É em momentos de incertezas como o que estamos vivenciando que a competência dos que estão no comando é posta à prova. Um bom líder dá uma direção assertiva à empresa e mantém os colaboradores em pleno comportamento de equipe, necessário para vencer a adversidade. Isso não solucionará a crise econômica, mas livrará a empresa dos impactos que possivelmente vem sofrendo.

O líder é o regente que dá o tom à equipe. Ele transpira e inspira otimismo, pessimismo, confiança, desconfiança, sinergia, desagregação. Então, em momentos de crise, ele é o principal responsável pela calmaria interna empresarial. Ele é o responsável pela segurança psicológica dos colaboradores ou até mesmo o minimizador da crise. Porém, todo esse seu comportamento positivo deve ser real, convincente e não utópico e plástico.

A grande imperícia dos líderes em um momento de crise é “cantar no coro” pessimista e negativamente com os demais colaboradores. É um grande erro, é um passo largo para a derrota e a desintegração de sua equipe de trabalho.

É evidente que, na veia do líder, corre sangue da emoção, de alegria ou tristeza, de medo ou segurança. Como ser humano, ele necessita, em determinadas horas, de alguém com quem possa compartilhar suas preocupações e aflições; alguém para funcionar como seu conselheiro, mas esse apoio socioemocional necessariamente precisa vir de poucos, se não de um ou dois, isto para evitar que sua angústia cause convulsão no clima organizacional da área ou da empresa em geral

Agindo de maneira positiva, pró-ativa, realista, o líder poderá arquitetar e executar com a equipe durante a crise novas oportunidades para as pessoas e para o negócio até então não pensadas na trajetória normal da vida empresarial. As novas oportunidades vão desde a descoberta de novas competências nos colaboradores, passando pelas melhorias de processo; aperfeiçoamento dos produtos ou do serviço; pelo despertar de comportamentos que levam a redução de perdas, gastos, custos até as diferentes e inovadoras estratégias da empresa direcionadas a qualquer de seus subsistemas funcionais.

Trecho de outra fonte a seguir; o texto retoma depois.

//! Frontend Models
//!
//! Transient UI entities handled by the page glue.

use std::fmt;
use std::rc::Rc;
use std::time::Duration;

use crate::platform::FileContent;

/// Toast severity, mapped onto the `bg-{severity}` style class
#[derive(Debug, Clone, Copy, PartialEq, Eq, Default)]
pub enum Severity {
    #[default]
    Info,
    Success,
    Danger,
}

impl Severity {
    pub fn as_str(&self) -> &'static str {
        match self {
            Severity::Info => "info",
            Severity::Success => "success",
            Severity::Danger => "danger",
        }
    }

    /// Parse a severity name as passed from markup; unknown names fall back to info
    pub fn parse(name: &str) -> Self {
        match name {
            "success" => Severity::Success,
            "danger" => Severity::Danger,
            _ => Severity::Info,
        }
    }
}

impl fmt::Display for Severity {
    fn fmt(&self, f: &mut fmt::Formatter<'_>) -> fmt::Result {
        f.write_str(self.as_str())
    }
}

/// A transient notification
#[derive(Debug, Clone, PartialEq)]
pub struct Toast {
    pub message: String,
    pub severity: Severity,
    pub lifetime: Duration,
}

impl Toast {
    pub fn new(message: impl Into<String>, severity: Severity, lifetime: Duration) -> Self {
        Self {
            message: message.into(),
            severity,
            lifetime,
        }
    }

    /// Style classes for the toast root node
    pub fn classes(&self) -> Vec<String> {
        let mut classes: Vec<String> = ["toast", "align-items-center", "text-white"]
            .iter()
            .map(|c| c.to_string())
            .collect();
        classes.push(format!("bg-{}", self.severity));
        classes.push("border-0".to_string());
        classes
    }
}

/// Which preview element a selected file feeds
#[derive(Debug, Clone, Copy, PartialEq, Eq)]
pub enum PreviewKind {
    Image,
    Video,
}

/// A user-selected file
#[derive(Clone)]
pub struct UploadedFile {
    pub name: String,
    pub mime_type: String,
    pub size: u64,
    pub content: Rc<dyn FileContent>,
}

impl UploadedFile {
    pub fn new(
        name: impl Into<String>,
        mime_type: impl Into<String>,
        size: u64,
        content: Rc<dyn FileContent>,
    ) -> Self {
        Self {
            name: name.into(),
            mime_type: mime_type.into(),
            size,
            content,
        }
    }

    /// Preview target decided by MIME prefix only
    pub fn preview_kind(&self) -> Option<PreviewKind> {
        if self.mime_type.starts_with("image/") {
            Some(PreviewKind::Image)
        } else if self.mime_type.starts_with("video/") {
            Some(PreviewKind::Video)
        } else {
            None
        }
    }
}

impl fmt::Debug for UploadedFile {
    fn fmt(&self, f: &mut fmt::Formatter<'_>) -> fmt::Result {
        f.debug_struct("UploadedFile")
            .field("name", &self.name)
            .field("mime_type", &self.mime_type)
            .field("size", &self.size)
            .finish_non_exhaustive()
    }
}

/// The two theme values written by the toggle
#[derive(Debug, Clone, Copy, PartialEq, Eq)]
pub enum Theme {
    Dark,
    Light,
}

impl Theme {
    pub fn as_str(&self) -> &'static str {
        match self {
            Theme::Dark => "dark",
            Theme::Light => "light",
        }
    }

    /// Current theme as read off the document attribute; anything but "dark" is light
    pub fn from_attribute(value: Option<&str>) -> Self {
        match value {
            Some("dark") => Theme::Dark,
            _ => Theme::Light,
        }
    }

    pub fn flipped(&self) -> Self {
        match self {
            Theme::Dark => Theme::Light,
            Theme::Light => Theme::Dark,
        }
    }
}

/// Storage key for a persisted form field: `{formId}_{fieldName}`
pub fn field_key(form_id: &str, field_name: &str) -> String {
    format!("{}_{}", form_id, field_name)
}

Veja os exemplos das ações das lideranças informais em todos os Estados brasileiros para angariar, planejar e executar toda a logística dos donativos às famílias necessitadas da tragédia da natureza que assola Santa Catarina.

No mundo dos negócios capitalistas, não é diferente. Dezenas de excelentes ações são tomadas pelos eficazes líderes na tentativa de minimizar os efeitos da crise econômica mundial sentida e sofrida também aqui no Brasil. Alguns exemplos de ações: facilitação de negócios aos clientes; facilitação nas relações comerciais com os fornecedores; alternativas de redução de despesas internas que não prejudiquem a força de trabalho, entre outros.

Concluindo, a qualidade da liderança dos líderes é determinante na volta por cima, transformando ameaças em oportunidades.

Reflito aqui sobre outro fundamental comportamento do líder, além dos demais que abordei anteriormente, que o levam a ser diferenciado pelas suas efetividades: é a tomada de decisão situacional e não preferencial. Isto significa que, apesar de seu perfil pessoal, ele não deve agir nas situações conforme ele é, conforme gosta ou conforme tem facilidade, e sim deverá agir conforme a necessidade do cenário interno e externo da área ou da empresa. Essa é a essência da Liderança Situacional.

Para tal, reconhecer os pontos fortes de seu perfil pessoal e os desenvolver é o ponto de partida para avaliação do esforço a ser feito para agir situacionalmente, o que levará o líder à eficácia na gestão das pessoas e do negócio.